In order to understand how Docker works, we must go through some foundational concepts, and these concepts are the bones of Docker. So, let’s get started 🙂

Prerequisites

Because it’s an advanced topic, I assume you know the basic of Docker, something like running and stopping containers would be enough.

You must to install Docker on a Linux machine, I use VMWare fusion (virtual machine program for macOS) for this purpose, but you can use any platform.

There are two reasons why I’m insisting on Linux to run Docker:

  • I’m not a Windows user 😀
  • Docker runs as a lightweight virtual machine on macOS, so it has nothing to do with processes! As we’ll see the processes are the bones of Docker.

Do not use Docker on production for macOS, you may only use it for testing or any other use cases except production.

Docker vs VMs

One of the frequently asked questions is what the difference between Docker and VMs is?

Well, I can answer this question by saying:

Docker relies on Linux namespaces and control groups whereas VM relies on Hypervisor.

I reckon this answer still ambiguous.

So, let’s move on and explain what Linux processes are.

Linux Processes

n Linux, the process is an instance of a running (executing) program, and each process assigned a PID (process ID) by the system.

In addition to the PID, each process is a child of a parent process (PPID), and the mother of all the processes is init process.

Linux Parent Process or PID

We can view the running processes tree by using the ps as follows:

ps axjf

Another way to view the process tree is by running pstree command without any options.

The ps (process status) command is one of the most used commands on Linux, it's used to provide information about the currently running processes.

If you want to view all the running processes then you could use the ps as follows:

ps aux

Let's demystify the given arguments:

  • a means all the processes.
  • u shows detailed information about each process.
  • x means also show the none-associated terminal processes e.g daemons.

I guess that aux are the most used options for the ps command.

Each process gets its own folder with its relevant files (configurations, root directory, security settings, etc…), all these files are saved under /proc/PROCESS_ID and can be easily viewed just like other directories/files.

Does it mean we could modify the container files/directories from /proc directory? Yes we can! As I mentioned earlier, the container is just a normal Linux process with some condiments 🤪.

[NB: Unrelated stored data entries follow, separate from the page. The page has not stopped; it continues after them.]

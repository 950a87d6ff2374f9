use core::fmt;
use core::hash::Hash;

/// A 64-bit Snowflake ID with a fixed bit layout.
///
/// The most significant bit is reserved and always zero, so every valid ID is
/// also a non-negative `i64`. The remaining 63 bits hold, from MSB to LSB:
///
/// ```text
///  +--------------+-----------------+------------------+--------------+----------+
///  | reserved (1) | timestamp delta | datacenter ID    | worker ID    | sequence |
///  +--------------+-----------------+------------------+--------------+----------+
/// ```
///
/// Implementations are normally generated with [`define_snowflake_id!`], which
/// checks at compile time that the widths add up to 64 bits.
///
/// # Example
///
/// ```
/// use flakeid::{Snowflake, SnowflakeId};
///
/// let id = SnowflakeId::from_components(1000, 3, 7, 1);
/// assert_eq!(id.timestamp(), 1000);
/// assert_eq!(id.datacenter_id(), 3);
/// assert_eq!(id.worker_id(), 7);
/// assert_eq!(id.sequence(), 1);
/// ```
///
/// [`define_snowflake_id!`]: crate::define_snowflake_id
pub trait Snowflake:
    Copy
    + Clone
    + fmt::Display
    + fmt::Debug
    + PartialOrd
    + Ord
    + PartialEq
    + Eq
    + Hash
    + Send
    + Sync
    + 'static
{
    /// Width of the timestamp delta field.
    const TIMESTAMP_BITS: u32;
    /// Width of the datacenter ID field.
    const DATACENTER_ID_BITS: u32;
    /// Width of the worker ID field.
    const WORKER_ID_BITS: u32;
    /// Width of the sequence field.
    const SEQUENCE_BITS: u32;

    const SEQUENCE_SHIFT: u32 = 0;
    const WORKER_ID_SHIFT: u32 = Self::SEQUENCE_SHIFT + Self::SEQUENCE_BITS;
    const DATACENTER_ID_SHIFT: u32 = Self::WORKER_ID_SHIFT + Self::WORKER_ID_BITS;
    const TIMESTAMP_SHIFT: u32 = Self::DATACENTER_ID_SHIFT + Self::DATACENTER_ID_BITS;

    /// Largest timestamp delta (in milliseconds past the epoch).
    const MAX_TIMESTAMP: u64 = (1 << Self::TIMESTAMP_BITS) - 1;
    /// `2^DATACENTER_ID_BITS - 1`
    const MAX_DATACENTER_ID: u64 = (1 << Self::DATACENTER_ID_BITS) - 1;
    /// `2^WORKER_ID_BITS - 1`
    const MAX_WORKER_ID: u64 = (1 << Self::WORKER_ID_BITS) - 1;
    /// `2^SEQUENCE_BITS - 1`, also used as the sequence wrap mask.
    const MAX_SEQUENCE: u64 = (1 << Self::SEQUENCE_BITS) - 1;

    /// Packs the four fields into an ID. Out-of-range values are masked to
    /// their field width.
    fn from_components(timestamp: u64, datacenter_id: u64, worker_id: u64, sequence: u64) -> Self;

    /// Converts a raw integer into this type without validation.
    fn from_raw(raw: u64) -> Self;

    /// Returns the packed integer.
    fn to_raw(&self) -> u64;

    /// Milliseconds since the generator's epoch.
    fn timestamp(&self) -> u64 {
        (self.to_raw() >> Self::TIMESTAMP_SHIFT) & Self::MAX_TIMESTAMP
    }

    fn datacenter_id(&self) -> u64 {
        (self.to_raw() >> Self::DATACENTER_ID_SHIFT) & Self::MAX_DATACENTER_ID
    }

    fn worker_id(&self) -> u64 {
        (self.to_raw() >> Self::WORKER_ID_SHIFT) & Self::MAX_WORKER_ID
    }

    fn sequence(&self) -> u64 {
        (self.to_raw() >> Self::SEQUENCE_SHIFT) & Self::MAX_SEQUENCE
    }

    /// Returns `true` if the reserved sign bit is clear.
    fn is_valid(&self) -> bool {
        self.to_raw() >> 63 == 0
    }

    /// The ID as a signed integer, the representation handed to callers and
    /// storage layers.
    fn to_i64(&self) -> i64 {
        self.to_raw() as i64
    }

    /// Reconstructs the wall-clock time (ms since the Unix epoch) the ID was
    /// generated at, given the epoch it was generated with.
    ///
    /// Saturates at `i64::MAX` for epochs too close to it.
    fn unix_millis(&self, epoch: i64) -> i64 {
        epoch.saturating_add(self.timestamp() as i64)
    }

    /// Returns the ID as a zero-padded 20-digit string, which sorts the same
    /// way lexicographically as numerically.
    fn to_padded_string(&self) -> String {
        format!("{:020}", self.to_raw())
    }
}
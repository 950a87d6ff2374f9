use std::{rc::Rc, sync::Arc};

/// Default epoch: Wednesday, January 1, 2025 00:00:00 UTC
///
/// Used whenever a generator is configured without an epoch, or with a
/// negative one.
pub const DEFAULT_EPOCH: i64 = 1_735_689_600_000;

/// Twitter epoch: Thursday, November 4, 2010 1:42:54.657 UTC
pub const TWITTER_EPOCH: i64 = 1_288_834_974_657;

/// Discord epoch: Thursday, January 1, 2015 00:00:00 UTC
pub const DISCORD_EPOCH: i64 = 1_420_070_400_000;

/// A source of the current time in **milliseconds since the Unix epoch**.
///
/// Generators never read an ambient clock; they ask their `TimeSource`. This
/// lets tests simulate same-millisecond bursts and backward jumps
/// deterministically. Implementations must be safe to read concurrently and
/// should not mutate shared state on read.
///
/// The value is expected to be monotonic under normal operation, but this is
/// not assumed: generators report apparent backward movement as
/// [`Error::ClockMovedBackwards`].
///
/// # Example
///
/// ```
/// use flakeid::TimeSource;
///
/// struct FixedTime;
/// impl TimeSource for FixedTime {
///     fn current_millis(&self) -> i64 {
///         1_735_689_600_123
///     }
/// }
///
/// assert_eq!(FixedTime.current_millis(), 1_735_689_600_123);
/// ```
///
/// [`Error::ClockMovedBackwards`]: crate::Error::ClockMovedBackwards
pub trait TimeSource {
    /// Returns the current time in milliseconds since 1970-01-01 UTC.
    fn current_millis(&self) -> i64;
}

impl<T: TimeSource + ?Sized> TimeSource for &T {
    fn current_millis(&self) -> i64 {
        (**self).current_millis()
    }
}

impl<T: TimeSource + ?Sized> TimeSource for Arc<T> {
    fn current_millis(&self) -> i64 {
        (**self).current_millis()
    }
}

impl<T: TimeSource + ?Sized> TimeSource for Rc<T> {
    fn current_millis(&self) -> i64 {
        (**self).current_millis()
    }
}
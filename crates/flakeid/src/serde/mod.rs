mod error;
mod snowflake;

pub use error::*;
pub use snowflake::*;
//! Accept loop.

pub mod listener;

pub use listener::{run, serve};
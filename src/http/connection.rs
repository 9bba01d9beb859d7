use std::future::Future;

use tokio::io::{AsyncRead, AsyncWrite, AsyncWriteExt};

use crate::http::response::Response;
use crate::http::writer::ResponseWriter;
use crate::io::BufferedStream;

/// Processes the single request carried by a connection.
///
/// The handler reads the request and writes the whole response through the
/// [`BufferedStream`] it is given. Returning an error makes the connection
/// answer with a 500 instead.
pub trait Handler {
    fn handle<S>(
        &self,
        stream: &mut BufferedStream<'_, S>,
    ) -> impl Future<Output = anyhow::Result<()>>
    where
        S: AsyncRead + AsyncWrite + Unpin;
}

pub struct Connection<S> {
    stream: S,
    peer: String,
    state: ConnectionState,
}

pub enum ConnectionState {
    Handling,
    Failed(anyhow::Error),
    Closing,
    Closed,
}

impl<S> Connection<S>
where
    S: AsyncRead + AsyncWrite + Unpin,
{
    pub fn new(stream: S, peer: impl Into<String>) -> Self {
        Self {
            stream,
            peer: peer.into(),
            state: ConnectionState::Handling,
        }
    }

    /// Runs the handler, answers with a 500 if it failed, then closes the
    /// connection.
    ///
    /// Never returns an error: every failure is logged here. The stream is
    /// dropped when this returns.
    pub async fn run<H: Handler>(mut self, handler: &H) {
        loop {
            match std::mem::replace(&mut self.state, ConnectionState::Closed) {
                ConnectionState::Handling => {
                    let mut buffered = BufferedStream::new(&mut self.stream);
                    let result = handler.handle(&mut buffered).await;

                    tracing::info!(
                        peer = %self.peer,
                        bytes_read = buffered.bytes_read(),
                        bytes_written = buffered.bytes_written(),
                        ok = result.is_ok(),
                        "Connection handled"
                    );

                    self.state = match result {
                        Ok(()) => ConnectionState::Closing,
                        Err(e) => ConnectionState::Failed(e),
                    };
                }

                ConnectionState::Failed(e) => {
                    tracing::error!(peer = %self.peer, error = %e, "Handler failed");

                    let response = Response::internal_error(e.to_string());
                    let mut writer = ResponseWriter::new(&response);
                    if let Err(write_err) = writer.write_to_stream(&mut self.stream).await {
                        tracing::error!(
                            peer = %self.peer,
                            error = %write_err,
                            "Failed to send error response"
                        );
                    }

                    self.state = ConnectionState::Closing;
                }

                ConnectionState::Closing => {
                    if let Err(e) = self.stream.shutdown().await {
                        tracing::warn!(peer = %self.peer, error = %e, "Failed to shut down connection");
                    }
                    self.state = ConnectionState::Closed;
                }

                ConnectionState::Closed => {
                    break;
                }
            }
        }
    }
}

We’ll get into /proc soon.

Virtual Machines

VM or Virtual Machine is just a software we install on our physical computer to run an operating system and applications, for example, here I’m running Windows 10 inside my MacBook Pro by using VMWare fusion:

VMWare fusion running Windows 10

The VM is a slice of a physical computer (hardware) with limited resources (CPU, RAM, Storage, etc…), and it looks like as if it’s an independent machine.

Let’s examine that by taking a look at the Windows 10 VM settings, as you can see this VM has only one processor core assigned and almost 4GB of RAM:

VMWare fusion Windows 10 settings

Windows 10 has no idea about other hardware resources on the host machine, it’s only knows about whatever we assign to it, which in this case one core processor and 4 GB of RAM.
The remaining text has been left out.